▶ _What the task asks_
Entries follow. Give back exactly the lines starting at the one containing "to place particle" and ending at the one containing "attempts += 1;", and no other lines.

▶ _Dataset excerpts_
╭──

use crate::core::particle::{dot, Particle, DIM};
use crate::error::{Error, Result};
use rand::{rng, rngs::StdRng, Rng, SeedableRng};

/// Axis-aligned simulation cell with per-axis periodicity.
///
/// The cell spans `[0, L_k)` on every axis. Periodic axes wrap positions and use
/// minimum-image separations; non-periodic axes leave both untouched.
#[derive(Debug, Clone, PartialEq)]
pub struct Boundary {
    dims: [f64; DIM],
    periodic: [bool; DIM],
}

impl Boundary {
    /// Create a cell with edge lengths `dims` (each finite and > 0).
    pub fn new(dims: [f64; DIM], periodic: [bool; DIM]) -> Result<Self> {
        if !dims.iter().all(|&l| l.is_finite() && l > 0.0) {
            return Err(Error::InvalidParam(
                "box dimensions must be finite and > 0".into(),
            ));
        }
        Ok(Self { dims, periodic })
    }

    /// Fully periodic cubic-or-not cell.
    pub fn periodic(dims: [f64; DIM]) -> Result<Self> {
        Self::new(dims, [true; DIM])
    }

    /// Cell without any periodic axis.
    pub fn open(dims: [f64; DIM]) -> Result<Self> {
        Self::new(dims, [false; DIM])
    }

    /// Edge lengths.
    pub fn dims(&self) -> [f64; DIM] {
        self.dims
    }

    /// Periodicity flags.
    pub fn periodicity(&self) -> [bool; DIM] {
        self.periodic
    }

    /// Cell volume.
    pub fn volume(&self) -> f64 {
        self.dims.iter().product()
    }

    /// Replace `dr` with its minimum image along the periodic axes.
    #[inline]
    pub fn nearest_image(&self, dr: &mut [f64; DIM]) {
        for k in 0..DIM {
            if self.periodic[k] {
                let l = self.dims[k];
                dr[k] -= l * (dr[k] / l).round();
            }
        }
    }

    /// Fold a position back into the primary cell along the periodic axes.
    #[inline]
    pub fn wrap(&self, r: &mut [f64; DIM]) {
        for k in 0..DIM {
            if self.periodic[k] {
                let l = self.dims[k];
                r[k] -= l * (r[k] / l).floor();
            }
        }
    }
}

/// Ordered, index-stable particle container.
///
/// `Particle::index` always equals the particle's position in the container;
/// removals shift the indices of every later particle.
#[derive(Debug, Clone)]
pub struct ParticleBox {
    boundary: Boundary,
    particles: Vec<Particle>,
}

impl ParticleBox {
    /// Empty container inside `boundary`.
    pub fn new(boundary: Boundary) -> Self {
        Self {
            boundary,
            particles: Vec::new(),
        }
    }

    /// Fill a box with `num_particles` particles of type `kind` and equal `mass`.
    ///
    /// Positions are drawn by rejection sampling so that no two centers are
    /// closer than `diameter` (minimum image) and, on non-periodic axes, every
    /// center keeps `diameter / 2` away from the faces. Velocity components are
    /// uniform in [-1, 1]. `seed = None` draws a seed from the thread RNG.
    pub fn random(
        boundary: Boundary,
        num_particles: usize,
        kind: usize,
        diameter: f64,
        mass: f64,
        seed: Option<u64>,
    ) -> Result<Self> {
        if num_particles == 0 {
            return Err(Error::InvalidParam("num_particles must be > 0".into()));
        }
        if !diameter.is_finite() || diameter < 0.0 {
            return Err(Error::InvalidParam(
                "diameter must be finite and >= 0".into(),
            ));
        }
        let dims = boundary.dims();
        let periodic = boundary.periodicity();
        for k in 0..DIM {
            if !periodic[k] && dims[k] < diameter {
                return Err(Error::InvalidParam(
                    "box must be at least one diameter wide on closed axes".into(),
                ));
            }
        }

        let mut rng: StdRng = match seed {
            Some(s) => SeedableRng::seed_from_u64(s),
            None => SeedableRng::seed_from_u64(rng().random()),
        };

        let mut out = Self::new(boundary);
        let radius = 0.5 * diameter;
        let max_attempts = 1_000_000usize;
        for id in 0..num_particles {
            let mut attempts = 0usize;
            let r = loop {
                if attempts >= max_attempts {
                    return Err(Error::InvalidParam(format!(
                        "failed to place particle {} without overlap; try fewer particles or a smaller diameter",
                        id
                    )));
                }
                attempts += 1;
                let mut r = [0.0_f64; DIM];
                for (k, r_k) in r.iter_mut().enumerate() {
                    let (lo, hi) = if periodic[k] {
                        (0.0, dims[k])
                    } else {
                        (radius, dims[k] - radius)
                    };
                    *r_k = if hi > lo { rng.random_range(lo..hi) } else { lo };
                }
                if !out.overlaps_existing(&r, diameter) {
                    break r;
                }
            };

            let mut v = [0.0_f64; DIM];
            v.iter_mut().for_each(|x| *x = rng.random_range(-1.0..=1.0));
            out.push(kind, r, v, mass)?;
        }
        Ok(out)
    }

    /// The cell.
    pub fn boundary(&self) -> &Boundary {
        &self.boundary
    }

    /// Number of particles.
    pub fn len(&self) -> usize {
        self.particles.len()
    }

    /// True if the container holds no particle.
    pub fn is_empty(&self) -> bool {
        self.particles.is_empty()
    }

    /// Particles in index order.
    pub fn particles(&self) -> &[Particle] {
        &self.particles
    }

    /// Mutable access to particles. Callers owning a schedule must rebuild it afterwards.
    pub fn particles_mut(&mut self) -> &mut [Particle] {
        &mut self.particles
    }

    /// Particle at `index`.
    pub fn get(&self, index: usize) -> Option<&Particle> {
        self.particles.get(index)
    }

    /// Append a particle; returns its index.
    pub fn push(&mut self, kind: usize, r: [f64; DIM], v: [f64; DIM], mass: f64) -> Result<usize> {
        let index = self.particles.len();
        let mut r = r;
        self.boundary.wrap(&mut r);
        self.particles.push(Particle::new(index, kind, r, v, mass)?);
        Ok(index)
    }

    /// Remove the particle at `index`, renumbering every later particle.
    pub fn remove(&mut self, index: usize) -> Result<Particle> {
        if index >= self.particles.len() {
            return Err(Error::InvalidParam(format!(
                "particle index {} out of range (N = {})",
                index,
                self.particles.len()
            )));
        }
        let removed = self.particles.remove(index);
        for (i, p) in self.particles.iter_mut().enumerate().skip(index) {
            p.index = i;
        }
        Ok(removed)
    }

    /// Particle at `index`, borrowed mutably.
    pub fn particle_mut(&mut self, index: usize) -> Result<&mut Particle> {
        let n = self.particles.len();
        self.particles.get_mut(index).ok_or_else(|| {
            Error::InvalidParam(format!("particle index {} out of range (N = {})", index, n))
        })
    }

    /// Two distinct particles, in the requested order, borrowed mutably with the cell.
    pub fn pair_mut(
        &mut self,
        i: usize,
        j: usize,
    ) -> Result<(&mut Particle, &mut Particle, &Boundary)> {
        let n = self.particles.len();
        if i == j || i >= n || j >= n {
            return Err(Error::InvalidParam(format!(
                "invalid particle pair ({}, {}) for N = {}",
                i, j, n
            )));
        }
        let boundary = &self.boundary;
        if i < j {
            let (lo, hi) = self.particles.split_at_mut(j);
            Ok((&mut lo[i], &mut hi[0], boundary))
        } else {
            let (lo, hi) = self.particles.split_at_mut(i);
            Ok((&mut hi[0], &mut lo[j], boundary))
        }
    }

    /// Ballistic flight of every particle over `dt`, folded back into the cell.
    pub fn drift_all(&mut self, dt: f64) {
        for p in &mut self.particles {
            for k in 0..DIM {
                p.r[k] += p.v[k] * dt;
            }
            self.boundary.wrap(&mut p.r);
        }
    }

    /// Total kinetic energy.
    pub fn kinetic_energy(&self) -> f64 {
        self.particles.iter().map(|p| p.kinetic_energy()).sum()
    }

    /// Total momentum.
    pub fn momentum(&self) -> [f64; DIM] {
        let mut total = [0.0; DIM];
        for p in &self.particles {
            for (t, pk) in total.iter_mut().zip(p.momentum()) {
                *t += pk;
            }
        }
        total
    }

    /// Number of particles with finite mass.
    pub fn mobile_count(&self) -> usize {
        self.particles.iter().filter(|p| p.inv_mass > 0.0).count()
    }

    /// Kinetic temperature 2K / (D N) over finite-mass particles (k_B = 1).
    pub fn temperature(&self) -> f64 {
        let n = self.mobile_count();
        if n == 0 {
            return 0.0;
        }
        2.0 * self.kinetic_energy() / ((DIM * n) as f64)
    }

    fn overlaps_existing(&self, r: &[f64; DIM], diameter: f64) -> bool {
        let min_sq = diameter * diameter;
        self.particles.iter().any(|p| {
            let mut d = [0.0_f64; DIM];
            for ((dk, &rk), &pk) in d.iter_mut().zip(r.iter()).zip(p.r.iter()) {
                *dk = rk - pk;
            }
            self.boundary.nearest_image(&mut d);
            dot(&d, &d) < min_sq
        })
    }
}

╰──

▶ _Exercise result_
                        "failed to place particle {} without overlap; try fewer particles or a smaller diameter",
                        id
                    )));
                }
                attempts += 1;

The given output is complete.